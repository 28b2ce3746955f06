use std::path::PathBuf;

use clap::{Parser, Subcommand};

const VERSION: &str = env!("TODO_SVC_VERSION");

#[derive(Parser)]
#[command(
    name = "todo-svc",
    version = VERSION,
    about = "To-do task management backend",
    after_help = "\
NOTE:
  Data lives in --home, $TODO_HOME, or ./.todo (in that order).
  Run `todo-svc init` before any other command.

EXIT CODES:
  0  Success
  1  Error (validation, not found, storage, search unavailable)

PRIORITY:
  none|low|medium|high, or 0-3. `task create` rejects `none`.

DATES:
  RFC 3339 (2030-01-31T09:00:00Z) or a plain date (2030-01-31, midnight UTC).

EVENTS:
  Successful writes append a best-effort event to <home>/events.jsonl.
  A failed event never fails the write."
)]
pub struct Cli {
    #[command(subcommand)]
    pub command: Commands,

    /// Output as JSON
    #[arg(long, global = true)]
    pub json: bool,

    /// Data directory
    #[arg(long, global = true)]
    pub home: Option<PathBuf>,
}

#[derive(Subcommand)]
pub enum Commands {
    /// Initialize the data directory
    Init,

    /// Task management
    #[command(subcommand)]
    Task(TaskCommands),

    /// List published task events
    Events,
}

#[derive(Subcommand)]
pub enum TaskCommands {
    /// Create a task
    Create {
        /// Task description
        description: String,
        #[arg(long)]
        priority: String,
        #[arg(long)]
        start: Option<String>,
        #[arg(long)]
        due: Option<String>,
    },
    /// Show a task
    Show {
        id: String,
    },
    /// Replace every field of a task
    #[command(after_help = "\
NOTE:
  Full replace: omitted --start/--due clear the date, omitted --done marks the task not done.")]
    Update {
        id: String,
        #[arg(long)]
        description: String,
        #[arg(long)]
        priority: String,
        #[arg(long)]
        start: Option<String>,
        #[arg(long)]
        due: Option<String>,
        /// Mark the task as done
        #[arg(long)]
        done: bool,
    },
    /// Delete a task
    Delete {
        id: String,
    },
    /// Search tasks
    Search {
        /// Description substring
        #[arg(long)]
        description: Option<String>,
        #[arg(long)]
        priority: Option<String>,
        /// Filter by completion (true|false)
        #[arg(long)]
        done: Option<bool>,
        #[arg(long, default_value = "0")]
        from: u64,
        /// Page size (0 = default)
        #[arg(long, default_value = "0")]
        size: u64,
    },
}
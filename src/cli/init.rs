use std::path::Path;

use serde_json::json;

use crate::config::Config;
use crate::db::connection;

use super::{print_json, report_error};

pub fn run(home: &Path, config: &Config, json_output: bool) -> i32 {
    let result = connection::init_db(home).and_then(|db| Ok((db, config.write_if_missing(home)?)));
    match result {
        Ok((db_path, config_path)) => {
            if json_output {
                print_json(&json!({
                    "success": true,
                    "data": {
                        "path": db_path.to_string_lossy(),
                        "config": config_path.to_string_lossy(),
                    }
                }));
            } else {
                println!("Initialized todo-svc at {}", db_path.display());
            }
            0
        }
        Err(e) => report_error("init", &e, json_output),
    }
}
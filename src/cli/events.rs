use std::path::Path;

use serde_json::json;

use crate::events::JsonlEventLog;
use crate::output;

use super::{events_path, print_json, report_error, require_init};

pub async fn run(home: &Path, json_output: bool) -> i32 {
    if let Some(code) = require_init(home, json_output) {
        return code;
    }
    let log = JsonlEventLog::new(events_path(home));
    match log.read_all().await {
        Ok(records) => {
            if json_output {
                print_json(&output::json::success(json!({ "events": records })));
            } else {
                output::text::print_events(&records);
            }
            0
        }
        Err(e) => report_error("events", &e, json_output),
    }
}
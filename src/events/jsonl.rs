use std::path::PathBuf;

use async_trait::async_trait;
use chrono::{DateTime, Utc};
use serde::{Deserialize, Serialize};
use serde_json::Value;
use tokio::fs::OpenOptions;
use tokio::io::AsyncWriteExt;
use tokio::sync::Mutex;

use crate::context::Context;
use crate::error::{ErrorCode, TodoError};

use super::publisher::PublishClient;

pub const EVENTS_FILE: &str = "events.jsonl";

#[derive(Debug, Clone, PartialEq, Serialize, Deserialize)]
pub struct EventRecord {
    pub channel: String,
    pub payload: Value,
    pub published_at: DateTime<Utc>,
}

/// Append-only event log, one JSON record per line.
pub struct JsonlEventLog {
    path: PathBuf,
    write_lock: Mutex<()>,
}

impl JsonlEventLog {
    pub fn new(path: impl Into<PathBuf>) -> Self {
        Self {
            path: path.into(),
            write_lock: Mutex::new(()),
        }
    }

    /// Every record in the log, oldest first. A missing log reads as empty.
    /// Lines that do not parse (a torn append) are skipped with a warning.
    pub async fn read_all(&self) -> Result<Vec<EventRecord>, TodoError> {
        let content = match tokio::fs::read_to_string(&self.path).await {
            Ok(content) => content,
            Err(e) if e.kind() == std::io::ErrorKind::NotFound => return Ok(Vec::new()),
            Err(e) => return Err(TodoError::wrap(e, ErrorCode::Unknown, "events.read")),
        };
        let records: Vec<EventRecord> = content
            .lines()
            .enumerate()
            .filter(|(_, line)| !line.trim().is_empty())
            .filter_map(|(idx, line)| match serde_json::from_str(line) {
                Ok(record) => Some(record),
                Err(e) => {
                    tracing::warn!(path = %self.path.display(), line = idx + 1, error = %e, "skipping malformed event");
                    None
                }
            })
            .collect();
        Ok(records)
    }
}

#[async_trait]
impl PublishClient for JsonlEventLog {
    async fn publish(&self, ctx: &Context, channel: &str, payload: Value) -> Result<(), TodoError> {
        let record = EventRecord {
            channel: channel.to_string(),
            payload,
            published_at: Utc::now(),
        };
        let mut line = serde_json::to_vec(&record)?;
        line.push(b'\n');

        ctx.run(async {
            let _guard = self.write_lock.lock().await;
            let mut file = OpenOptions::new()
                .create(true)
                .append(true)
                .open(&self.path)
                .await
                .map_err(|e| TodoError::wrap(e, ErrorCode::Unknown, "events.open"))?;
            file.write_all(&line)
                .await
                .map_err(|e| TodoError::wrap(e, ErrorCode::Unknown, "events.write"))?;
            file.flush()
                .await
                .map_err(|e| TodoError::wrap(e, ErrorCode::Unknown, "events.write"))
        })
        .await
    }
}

+ + + + +

* **Your assignment**
Using the records above, select and copy every line that has the word "display".

* **Output**
                println!("Initialized todo-svc at {}", db_path.display());
                    tracing::warn!(path = %self.path.display(), line = idx + 1, error = %e, "skipping malformed event");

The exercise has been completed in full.